Anderson v. McNeal

Decision Date06 April 1903
Citation34 So. 1,82 Miss. 542
CourtMississippi Supreme Court
PartiesWILLIAM T. ANDERSON ET AL v. ALBERT T. McNEAL ET AL

FROM the chancery court of Tunica county. HON. A. McC. KIMBROUGH Chancellor.

Anderson and others, appellants, were complainants in the court below McNeal and others, appellees, were defendants there. The suit was an attachment in chancery by complainant Anderson and others, against McNeal, a nonresident of this state and others, all the defendants being residents of Tennessee. The writ was levied upon lands. The bill averted that certain conveyances made by McNeal to his co-defendants were fraudulent and void because they were voluntary and were executed with the intent to defraud complainants in the collection of their debts, and it prayed that these conveyances should be vacated and annulled and the lands subjected to the payment of the debts due complainants. The answer of the defendants denied the fraud, charged that the conveyances were made by McNeal to secure certain debts due by him to his codefendants, and were in fact mortgages for that purpose. These debts were pleaded and the date of the maturity of each was shown to have been more than six years before the beginning of the suit. This answer was made a crossbill against complainants, and it prayed for the sale of the lands as upon a foreclosure of the mortgages, the proceeds to be applied first to the satisfaction of the debts propounded in the crossbill, and the balance, if any, to be applied to complainants' debts. The complainants demurred to the crossbill on the ground that the claims propounded by it against McNeal were barred by the statute of limitations. The court below overruled the demurrer and the complainants appealed to the supreme court.

Affirmed and remanded.

St John Waddell, for appellants.

Section 2737, Code 1892, prohibits all actions on notes unless brought within six years after the cause of action accrues. Section 2733 of said code prohibits a suit in equity for the foreclosure of a mortgage or deed of trust unless brought within the time in which suit at law on the debt secured might have been brought at law, and provides that when the remedy at law to recover the secured debt is barred the remedy in equity on the mortgage shall also be barred.
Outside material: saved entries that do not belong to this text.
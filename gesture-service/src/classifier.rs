//! Gesture Classifier Module

use embassy_time::Duration;
use input_services::gesture::ChannelSet;
use input_services::{Category, Channel, ClassifiedGesture};

use crate::config::Timing;

/// Classifies a press sequence that lasted `duration`.
///
/// Pure function of its inputs: the same presses, duration and timing always give the same result.
pub fn classify(presses: &[Channel], duration: Duration, timing: &Timing) -> ClassifiedGesture {
    if presses.is_empty() {
        return ClassifiedGesture::invalid();
    }

    let channels = unique_channels(presses);
    let category = categorize(presses, channels.len(), duration, timing);

    ClassifiedGesture {
        is_valid: true,
        category,
        channels,
        duration_seconds: duration.as_millis() as f32 / 1000.0,
    }
}

fn categorize(presses: &[Channel], unique_count: usize, duration: Duration, timing: &Timing) -> Category {
    if unique_count == 1 {
        // Long press wins regardless of how many times the channel was pressed
        if duration > timing.long_press {
            Category::LongPress
        } else if presses.len() > 1 {
            Category::MultiPress
        } else {
            Category::SingleClick
        }
    } else {
        // Adjacency uses the raw order, so a repeated channel breaks the slide
        let adjacent = presses.windows(2).all(|pair| pair[0].is_adjacent(pair[1]));
        // An interval too large to scale leaves the slide unbounded in time
        let within_budget = u32::try_from(unique_count)
            .ok()
            .and_then(|count| timing.slide_max_interval.checked_mul(count))
            .map_or(true, |budget| duration < budget);

        if adjacent && within_budget {
            Category::Slide
        } else {
            Category::MultiPress
        }
    }
}

/// Deduplicated presses in ascending order.
fn unique_channels(presses: &[Channel]) -> ChannelSet {
    let mut channels = ChannelSet::new();
    for &channel in presses {
        if !channels.contains(&channel) && channels.push(channel).is_err() {
            break;
        }
    }
    channels.sort_unstable();
    channels
}
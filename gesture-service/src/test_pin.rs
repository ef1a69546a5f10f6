//! Scriptable input pins for exercising the sampler and controller

use core::cell::Cell;
use core::convert::Infallible;

use embedded_hal::digital::{self, ErrorKind, ErrorType, InputPin};

/// Read failure reported by a faulted pin
#[derive(Debug, Clone, Copy)]
pub struct ReadFault;

impl digital::Error for ReadFault {
    fn kind(&self) -> ErrorKind {
        ErrorKind::Other
    }
}

/// Active-low pin backed by a shared cell: `Some(pressed)` or `None` for a read fault
pub struct TestPin<'a>(&'a Cell<Option<bool>>);

impl ErrorType for TestPin<'_> {
    type Error = ReadFault;
}

impl InputPin for TestPin<'_> {
    fn is_high(&mut self) -> Result<bool, Self::Error> {
        self.0.get().map(|pressed| !pressed).ok_or(ReadFault)
    }

    fn is_low(&mut self) -> Result<bool, Self::Error> {
        self.0.get().ok_or(ReadFault)
    }
}

/// Physical switch levels for a bench of `N` switches
pub struct Bench<const N: usize>([Cell<Option<bool>>; N]);

impl<const N: usize> Bench<N> {
    pub fn new() -> Self {
        Self(core::array::from_fn(|_| Cell::new(Some(false))))
    }

    pub fn pins(&self) -> [TestPin<'_>; N] {
        core::array::from_fn(|i| TestPin(&self.0[i]))
    }

    pub fn press(&self, index: usize) {
        self.0[index].set(Some(true));
    }

    pub fn release(&self, index: usize) {
        self.0[index].set(Some(false));
    }

    pub fn fault(&self, index: usize) {
        self.0[index].set(None);
    }
}

/// Pin that is always released and never fails
pub struct IdlePin;

impl ErrorType for IdlePin {
    type Error = Infallible;
}

impl InputPin for IdlePin {
    fn is_high(&mut self) -> Result<bool, Self::Error> {
        Ok(true)
    }

    fn is_low(&mut self) -> Result<bool, Self::Error> {
        Ok(false)
    }
}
The case of Wright v. Mordaunt, 77 Miss. 537, opinion delivered by Judge Calhoon, will be found to be a case almost on all fours as to facts with the case at bar except it was a suit at law on a note, whereas the present action is a suit in equity with the additional relief asked of foreclosing a mortgage on Mississippi land. That was a case where the note sued on was executed in the state of Illinois and made payable in the state of Illinois, and both parties to the note resided in that state at the time of its execution and maturity, and under the laws of the state of Illinois the note was not barred by the statute of limitations of Illinois. The maker of the note came to Mississippi and was sued here by the payee and he plead the statute of limitations of six years under sec. 2737, Code of 1892, and the court held that said statute governed, and in cases like that one there were no exceptions to deprive a defendant of the right to invoke the bar thereunder and that sec. 2748, of the Code of 1892 did not apply.

Not only does sec. 2737 apply in the case at bar, but sec. 2755 of the Code of 1892, further declares that, when the period of limitation prescribed has been completed, that not only the remedy for the collection of the debt is barred, but the right itself is gone.
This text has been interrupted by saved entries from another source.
//! Configuration types for the gesture service

use embassy_time::Duration;
use input_services::Channel;

use crate::debounce::ActiveState;
use crate::Error;

/// Switch pins of the reference board, channel id = pin number
pub const DEFAULT_CHANNELS: [Channel; 4] = [Channel(2), Channel(4), Channel(5), Channel(18)];

/// Timing thresholds used by the sampler, session and classifier
#[derive(Debug, Clone, Copy, PartialEq, Eq)]
#[cfg_attr(feature = "defmt", derive(defmt::Format))]
pub struct Timing {
    /// A raw level must be stable this long before it is accepted
    pub debounce: Duration,
    /// A single-channel gesture lasting longer than this is a long press
    pub long_press: Duration,
    /// Time budget per unique channel for a slide
    pub slide_max_interval: Duration,
    /// Quiet time after the last press before a gesture is considered finished
    pub multi_press_window: Duration,
}

impl Default for Timing {
    fn default() -> Self {
        Self {
            debounce: Duration::from_millis(50),
            long_press: Duration::from_millis(800),
            slide_max_interval: Duration::from_millis(300),
            multi_press_window: Duration::from_millis(500),
        }
    }
}

/// Gesture service configuration
#[derive(Debug, Clone, Copy)]
pub struct Config<'a> {
    /// Ordered channel ids, one per switch
    pub channels: &'a [Channel],
    /// Electrical polarity shared by all switches
    pub active_state: ActiveState,
    /// Timing thresholds
    pub timing: Timing,
}

impl<'a> Config<'a> {
    /// Creates a configuration for `channels` with default polarity and timing
    pub fn new(channels: &'a [Channel]) -> Self {
        Self {
            channels,
            active_state: ActiveState::ActiveLow,
            timing: Timing::default(),
        }
    }

    /// Checks the channel list against a service that can hold `capacity` switches
    pub fn validate(&self, capacity: usize) -> Result<(), Error> {
        if self.channels.is_empty() {
            return Err(Error::NoChannels);
        }

        if self.channels.len() > capacity {
            return Err(Error::TooManyChannels);
        }

        for (i, channel) in self.channels.iter().enumerate() {
            if self.channels[..i].contains(channel) {
                return Err(Error::DuplicateChannel(*channel));
            }
        }

        Ok(())
    }
}

impl Default for Config<'static> {
    fn default() -> Self {
        Self {
            channels: &DEFAULT_CHANNELS,
            active_state: ActiveState::ActiveLow,
            timing: Timing::default(),
        }
    }
}
//! Switch sampling and gesture recognition service
//!
//! Switches are sampled once per tick, debounced, and their press edges are collected into a
//! session. Once nothing is pressed and the multi press window has passed, the session is
//! classified into a single [`ClassifiedGesture`](input_services::ClassifiedGesture).

#![no_std]
#![warn(missing_docs)]

use input_services::Channel;

pub mod classifier;
pub mod config;
pub mod controller;
pub mod debounce;
pub mod sampler;
pub mod session;
pub mod task;

#[cfg(test)]
mod test_pin;

pub use config::{Config, Timing};
pub use controller::{Controller, State};

/// Gesture service errors, raised only while constructing the service
#[derive(Debug, Clone, Copy, PartialEq, Eq)]
#[cfg_attr(feature = "defmt", derive(defmt::Format))]
pub enum Error {
    /// No channels configured
    NoChannels,
    /// The same channel id was configured more than once
    DuplicateChannel(Channel),
    /// More channels configured than the service can hold
    TooManyChannels,
    /// Number of pins differs from the number of configured channels
    PinCountMismatch,
}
To state appellant's contention more clearly, it is as follows: The debt in question is a Tennessee debt, made in Tennessee and payable in Tennessee, and both the maker and payee have never resided in Mississippi and have always been and are now nonresidents of that state, and more than six years has elapsed since the debt became due, and appellant attached the land for the payment of a debt which was owing them by the debtor at the time he created the debt in controversy, and at the time he executed the mortgage securing that debt, and the debtor and the beneficiaries in the mortgage now come forward and ask that the mortgage be foreclosed and the secured debt paid, and appellant replies by the bar of section 2,737 of the Code of 1892.

Appellant does not plead the statute of limitations of Tennessee, because that statute only affects the remedy for the collection of the debt and not the right to collect, and it is conceded that Where the statute only affects the remedy and not the right, then the pleading of the bar is a personal privilege of the debtor and cannot be availed of by third parties.

Therefore appellants rely exclusively on the statute of Mississippi, the law of the forum, to-wit: The limitations of six years prescribed by sec. 2737, of the Code of 1892, and sec. 2755, of said code, which provides expressly that when the period of limitation has expired it not only extinguishes the remedy but defeats and extinguishes the right also. In other words, when six years had passed sifter the maturity of the debt, not only is the right to collect the debt gone, but the debt itself is extinguished.

This statute operates on the debt itself and abrogates it by the limitation of time without suit, and makes the bar of the statute of limitations in Mississippi of the same force and affect as if the debt had been paid, and a fact which can be set up and relied on by any interested third party.

Patterson, Neely & Henderson and Gilmer P. Smith, for appellees.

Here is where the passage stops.